1571(元亀2)年、筒井順慶が将軍足利義昭の養女を娶ったことで、それまで久秀に付き従っていた国人たちは次々と順慶へ寝返っていきました。

この勢いを逃すまいと、8月、順慶は久秀の居城多聞山城を攻略すべく、配下の井戸良弘に命じて多聞山城と筒井城の中間にあたる辰市に城砦を築きます。

辰市城は、信貴山城、筒井城、多聞山城とつながる久秀の城砦ネットワークに楔を打ち込むものでした。

久秀は即座にこの小さな城砦を陥落させようと、居城信貴山城を出立します。

辰市城の北方にあたる大安寺で、若江城から援軍としてやってきた三好義継、多聞山城から出陣した松永久通の軍と合流すると、およそ1万の大軍で8月4日、辰市城への攻撃を開始します。

 

これが戦国時代、大和国最大の合戦となった辰市城の戦いです。

辰市城は急ごしらえの小さな城砦で、籠る兵士もそれほど多くはなかったと考えられます。
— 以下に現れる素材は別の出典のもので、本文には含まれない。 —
use std::collections::HashMap;

use geo::Coord;

/// Identifier shared by all entity kinds.
///
/// Identifiers are opaque: the store never derives meaning from them and
/// never checks that a referenced identifier exists.
pub type EntityId = u64;

/// Free-form string key/value attributes attached to nodes and links.
pub type Tags = HashMap<String, String>;

/// A point entity: an intersection or waypoint in the road network.
///
/// Coordinates are planar with caller-defined units; the shipped
/// converters use WGS84 degrees with `x = longitude` and `y = latitude`.
/// All coordinates within one store must use the same units.
///
/// # Examples
/// ```
/// use geo::Coord;
/// use roadnet_core::{Node, Tags};
///
/// let node = Node::new(
///     1,
///     Coord { x: 116.3, y: 39.9 },
///     Tags::from([("type".into(), "intersection".into())]),
/// );
///
/// assert_eq!(node.id, 1);
/// assert_eq!(node.tags.get("type"), Some(&"intersection".to_owned()));
/// ```
#[derive(Debug, Clone, PartialEq)]
#[cfg_attr(feature = "serde", derive(serde::Serialize, serde::Deserialize))]
pub struct Node {
    /// Unique identifier within the node collection.
    pub id: EntityId,
    /// Planar position; mutable in place via the store's update operation.
    pub position: Coord<f64>,
    /// Open-ended attribute bag.
    pub tags: Tags,
}

impl Node {
    /// Construct a `Node` with the provided tags.
    #[must_use]
    pub fn new(id: EntityId, position: Coord<f64>, tags: Tags) -> Self {
        Self { id, position, tags }
    }

    /// Construct a `Node` without tags.
    ///
    /// # Examples
    /// ```
    /// use geo::Coord;
    /// use roadnet_core::Node;
    ///
    /// let node = Node::with_empty_tags(1, Coord { x: 0.0, y: 0.0 });
    /// assert!(node.tags.is_empty());
    /// ```
    #[must_use]
    pub fn with_empty_tags(id: EntityId, position: Coord<f64>) -> Self {
        Self::new(id, position, Tags::new())
    }
}

/// A directed edge entity connecting two node identifiers.
///
/// Endpoints are plain identifier values; they may reference nodes that
/// are absent from the store. Numeric road attributes (length, lane
/// counts, speed limits, traffic-light flags, junction flag, geometry
/// polyline) are carried in [`Tags`] as strings so the text dump format
/// round-trips them verbatim.
#[derive(Debug, Clone, PartialEq)]
#[cfg_attr(feature = "serde", derive(serde::Serialize, serde::Deserialize))]
pub struct Link {
    /// Unique identifier within the link collection.
    pub id: EntityId,
    /// Identifier of the start node.
    pub from_node: EntityId,
    /// Identifier of the end node.
    pub to_node: EntityId,
    /// Open-ended attribute bag, including the flattened numeric fields.
    pub tags: Tags,
}

impl Link {
    /// Construct a `Link` with the provided tags.
    #[must_use]
    pub fn new(id: EntityId, from_node: EntityId, to_node: EntityId, tags: Tags) -> Self {
        Self {
            id,
            from_node,
            to_node,
            tags,
        }
    }

    /// Construct a `Link` without tags.
    #[must_use]
    pub fn with_empty_tags(id: EntityId, from_node: EntityId, to_node: EntityId) -> Self {
        Self::new(id, from_node, to_node, Tags::new())
    }
}

/// A turn/continuation entity at a pivot node.
///
/// The incoming and outgoing sequences are ordered lists of link
/// identifiers expressing legal movements through the pivot.
#[derive(Debug, Clone, PartialEq, Eq)]
#[cfg_attr(feature = "serde", derive(serde::Serialize, serde::Deserialize))]
pub struct Relation {
    /// Unique identifier within the relation collection.
    pub id: EntityId,
    /// Identifier of the pivot node.
    pub node_id: EntityId,
    /// Ordered incoming link identifiers.
    pub inlinks: Vec<EntityId>,
    /// Ordered outgoing link identifiers.
    pub outlinks: Vec<EntityId>,
}

impl Relation {
    /// Construct a `Relation`.
    #[must_use]
    pub fn new(
        id: EntityId,
        node_id: EntityId,
        inlinks: Vec<EntityId>,
        outlinks: Vec<EntityId>,
    ) -> Self {
        Self {
            id,
            node_id,
            inlinks,
            outlinks,
        }
    }
}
松永方は一気に辰市城を陥落させようと、鉄砲を撃ちかけ激しく攻め立てますが、筒井方の城兵も鉄砲で応戦し、防戦に努め、後詰の援軍を待ちます。

当初、数に勝る松永方が優勢に戦いを進めましたが、椿尾上城や郡山城から筒井方の援軍が参戦すると大乱戦となりました。

そして、さらに福住中定城から筒井方の福住順弘らが来援すると、松永方は崩れ、久秀は多聞山城へ退却を余儀なくされます。

この合戦で久秀は多くの重臣が失い、久秀が頼りとした大和国人、柳生宗厳の長子、厳勝ら多数の負傷者をだしました。

久秀のこれまでの人生で、最大の敗戦となったこの戦いの結果、筒井城を再び順慶に奪回され、久秀の大和支配は大きく後退することになります。

 

この一戦は、久秀と順慶の長年にわたる抗争の中で、戦局の分水嶺となる一戦になりました。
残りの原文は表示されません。